| Activity |
In the entries below, identify every line with the string "Credentials" and copy it.

| Material provided |
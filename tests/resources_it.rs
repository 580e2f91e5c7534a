// crates.io
use httpmock::prelude::*;
use serde_json::json;
// self
use olx_partner::{
	advert::AdvertBuilder,
	client::Client,
	credentials::Credentials,
	resource::{BusinessAddress, BusinessProfile},
	url::Url,
};

const CLIENT_ID: u64 = 1234567890;
const CLIENT_SECRET: &str = "client_secret";

fn test_client(server: &MockServer) -> Client {
	let api_base = Url::parse(&server.base_url()).expect("Mock server URL should parse.");
	let client = Client::with_api_base(
		Credentials::new(CLIENT_ID, CLIENT_SECRET),
		api_base,
		reqwest::Client::new(),
	)
	.expect("Client construction should succeed against the mock server.");

	client.set_token("test_token");

	client
}

#[tokio::test]
async fn adverts_list_passes_pagination_and_unwraps_data() {
	let server = MockServer::start_async().await;
	let client = test_client(&server);
	let mock = server
		.mock_async(|when, then| {
			when.method(GET)
				.path("/partner/adverts")
				.query_param("limit", "10")
				.query_param("offset", "20")
				.header("authorization", "Bearer test_token");
			then.status(200)
				.header("content-type", "application/json")
				.body("{\"data\":[{\"id\":1}]}");
		})
		.await;
	let adverts = client.adverts().list(10, 20).await.expect("Listing adverts should succeed.");

	assert_eq!(adverts, json!([{ "id": 1 }]));

	mock.assert_async().await;
}

#[tokio::test]
async fn adverts_list_with_zero_limit_skips_pagination() {
	let server = MockServer::start_async().await;
	let client = test_client(&server);
	let _mock = server
		.mock_async(|when, then| {
			when.method(GET).path("/partner/adverts");
			then.status(200)
				.header("content-type", "application/json")
				.body("{\"data\":[]}");
		})
		.await;
	let adverts = client.adverts().list(0, 0).await.expect("Listing adverts should succeed.");

	assert_eq!(adverts, json!([]));
}

#[tokio::test]
async fn adverts_create_posts_the_builder_payload() {
	let server = MockServer::start_async().await;
	let client = test_client(&server);
	let advert = AdvertBuilder::new()
		.title("Mountain bike")
		.description("Barely used.")
		.category_id(1423)
		.contact("Jan", "+48123123123")
		.location(1, None, None)
		.price(1500, Some("PLN"))
		.build();
	let mock = server
		.mock_async(|when, then| {
			when.method(POST).path("/partner/adverts").json_body(advert.clone());
			then.status(200)
				.header("content-type", "application/json")
				.body("{\"data\":{\"id\":99,\"status\":\"new\"}}");
		})
		.await;
	let created =
		client.adverts().create(advert).await.expect("Creating an advert should succeed.");

	assert_eq!(created, json!({ "id": 99, "status": "new" }));

	mock.assert_async().await;
}

#[tokio::test]
async fn adverts_delete_hits_the_id_path() {
	let server = MockServer::start_async().await;
	let client = test_client(&server);
	let mock = server
		.mock_async(|when, then| {
			when.method(DELETE).path("/partner/adverts/42");
			then.status(204);
		})
		.await;

	client.adverts().delete(42).await.expect("Deleting an advert should succeed.");

	mock.assert_async().await;
}

#[tokio::test]
async fn advert_commands_post_to_the_commands_path() {
	let server = MockServer::start_async().await;
	let client = test_client(&server);
	let activate_mock = server
		.mock_async(|when, then| {
			when.method(POST)
				.path("/partner/adverts/7/commands")
				.json_body(json!({ "command": "activate" }));
			then.status(204);
		})
		.await;
	let deactivate_mock = server
		.mock_async(|when, then| {
			when.method(POST)
				.path("/partner/adverts/8/commands")
				.json_body(json!({ "command": "deactivate", "is_success": true }));
			then.status(204);
		})
		.await;

	client.adverts().activate(7).await.expect("Activating an advert should succeed.");
	client.adverts().deactivate(8, true).await.expect("Deactivating an advert should succeed.");

	activate_mock.assert_async().await;
	deactivate_mock.assert_async().await;
}

#[tokio::test]
async fn threads_list_passes_every_filter() {
	let server = MockServer::start_async().await;
	let client = test_client(&server);
	let mock = server
		.mock_async(|when, then| {
			when.method(GET)
				.path("/partner/threads")
				.query_param("advert_id", "3")
				.query_param("interlocutor_id", "4")
				.query_param("limit", "2")
				.query_param("offset", "1");
			then.status(200)
				.header("content-type", "application/json")
				.body("{\"data\":[]}");
		})
		.await;

	client
		.threads()
		.list(Some(3), Some(4), 2, 1)
		.await
		.expect("Listing threads should succeed.");

	mock.assert_async().await;
}

#[tokio::test]
async fn threads_reply_posts_text_and_attachments() {
	let server = MockServer::start_async().await;
	let client = test_client(&server);
	let mock = server
		.mock_async(|when, then| {
			when.method(POST).path("/partner/threads/5/messages").json_body(json!({
				"text": "Still available?",
				"attachments": ["https://example.com/a.jpg"],
			}));
			then.status(200)
				.header("content-type", "application/json")
				.body("{\"data\":{\"id\":11}}");
		})
		.await;
	let attachments = vec!["https://example.com/a.jpg".to_owned()];
	let message = client
		.threads()
		.reply(5, "Still available?", Some(&attachments))
		.await
		.expect("Replying to a thread should succeed.");

	assert_eq!(message, json!({ "id": 11 }));

	mock.assert_async().await;
}

#[tokio::test]
async fn thread_commands_share_the_commands_path() {
	let server = MockServer::start_async().await;
	let client = test_client(&server);
	let read_mock = server
		.mock_async(|when, then| {
			when.method(POST)
				.path("/partner/threads/5/commands")
				.json_body(json!({ "command": "mark-as-read" }));
			then.status(204);
		})
		.await;
	let favourite_mock = server
		.mock_async(|when, then| {
			when.method(POST)
				.path("/partner/threads/6/commands")
				.json_body(json!({ "command": "set-favourite", "is_favourite": true }));
			then.status(204);
		})
		.await;

	client.threads().mark_as_read(5).await.expect("Marking a thread read should succeed.");
	client.threads().set_favourite(6, true).await.expect("Favouriting a thread should succeed.");

	read_mock.assert_async().await;
	favourite_mock.assert_async().await;
}

#[tokio::test]
async fn users_me_endpoints_resolve_their_paths() {
	let server = MockServer::start_async().await;
	let client = test_client(&server);
	let me_mock = server
		.mock_async(|when, then| {
			when.method(GET).path("/partner/users/me");
			then.status(200)
				.header("content-type", "application/json")
				.body("{\"data\":{\"id\":7}}");
		})
		.await;
	let balance_mock = server
		.mock_async(|when, then| {
			when.method(GET).path("/partner/users/me/account-balance");
			then.status(200)
				.header("content-type", "application/json")
				.body("{\"data\":{\"sum\":12.5}}");
		})
		.await;
	let me = client.users().me().await.expect("Fetching the user should succeed.");
	let balance =
		client.users().account_balance().await.expect("Fetching the balance should succeed.");

	assert_eq!(me, json!({ "id": 7 }));
	assert_eq!(balance, json!({ "sum": 12.5 }));

	me_mock.assert_async().await;
	balance_mock.assert_async().await;
}

#[tokio::test]
async fn business_profile_update_puts_the_assembled_body() {
	let server = MockServer::start_async().await;
	let client = test_client(&server);
	let profile = BusinessProfile {
		name: "Gentor".into(),
		description: "Classifieds tooling.".into(),
		phones: vec!["+359123456".into()],
		address: BusinessAddress {
			street: "Vitosha".into(),
			number: "1".into(),
			postcode: "1000".into(),
			city: "Sofia".into(),
		},
		subdomain: "gentor".into(),
		website_url: "https://gentor.dev".into(),
	};
	let mock = server
		.mock_async(|when, then| {
			when.method(PUT).path("/partner/users-business/me").json_body(json!({
				"name": "Gentor",
				"description": "Classifieds tooling.",
				"phones": ["+359123456"],
				"address": {
					"street": "Vitosha",
					"number": "1",
					"postcode": "1000",
					"city": "Sofia",
				},
				"subdomain": "gentor",
				"website_url": "https://gentor.dev",
			}));
			then.status(200)
				.header("content-type", "application/json")
				.body("{\"data\":{\"name\":\"Gentor\"}}");
		})
		.await;
	let updated = client
		.users_business()
		.update(&profile)
		.await
		.expect("Updating the business profile should succeed.");

	assert_eq!(updated, json!({ "name": "Gentor" }));

	mock.assert_async().await;
}

#[tokio::test]
async fn logos_and_banners_resolve_their_paths() {
	let server = MockServer::start_async().await;
	let client = test_client(&server);
	let logo_mock = server
		.mock_async(|when, then| {
			when.method(PUT)
				.path("/partner/users-business/me/logos")
				.json_body(json!({ "url": "https://example.com/logo.png" }));
			then.status(200)
				.header("content-type", "application/json")
				.body("{\"data\":{\"id\":2}}");
		})
		.await;
	let banner_mock = server
		.mock_async(|when, then| {
			when.method(GET).path("/partner/users-business/me/logos/2");
			then.status(200)
				.header("content-type", "application/json")
				.body("{\"data\":{\"id\":2}}");
		})
		.await;

	client
		.users_business()
		.post_logo("https://example.com/logo.png")
		.await
		.expect("Uploading a logo should succeed.");

	let banner = client
		.users_business()
		.banners(Some(2))
		.await
		.expect("Fetching one banner should succeed.");

	assert_eq!(banner, json!({ "id": 2 }));

	logo_mock.assert_async().await;
	banner_mock.assert_async().await;
}

#[tokio::test]
async fn category_attributes_and_city_districts_unwrap_data() {
	let server = MockServer::start_async().await;
	let client = test_client(&server);
	let attributes_mock = server
		.mock_async(|when, then| {
			when.method(GET).path("/partner/categories/1423/attributes");
			then.status(200)
				.header("content-type", "application/json")
				.body("{\"data\":[{\"code\":\"condition\"}]}");
		})
		.await;
	let districts_mock = server
		.mock_async(|when, then| {
			when.method(GET).path("/partner/cities/1/districts");
			then.status(200)
				.header("content-type", "application/json")
				.body("{\"data\":[{\"id\":10}]}");
		})
		.await;
	let attributes = client
		.categories()
		.attributes(1423)
		.await
		.expect("Fetching category attributes should succeed.");
	let districts =
		client.cities().districts(1).await.expect("Fetching city districts should succeed.");

	assert_eq!(attributes, json!([{ "code": "condition" }]));
	assert_eq!(districts, json!([{ "id": 10 }]));

	attributes_mock.assert_async().await;
	districts_mock.assert_async().await;
}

| The answer |
	credentials::Credentials,
		Credentials::new(CLIENT_ID, CLIENT_SECRET),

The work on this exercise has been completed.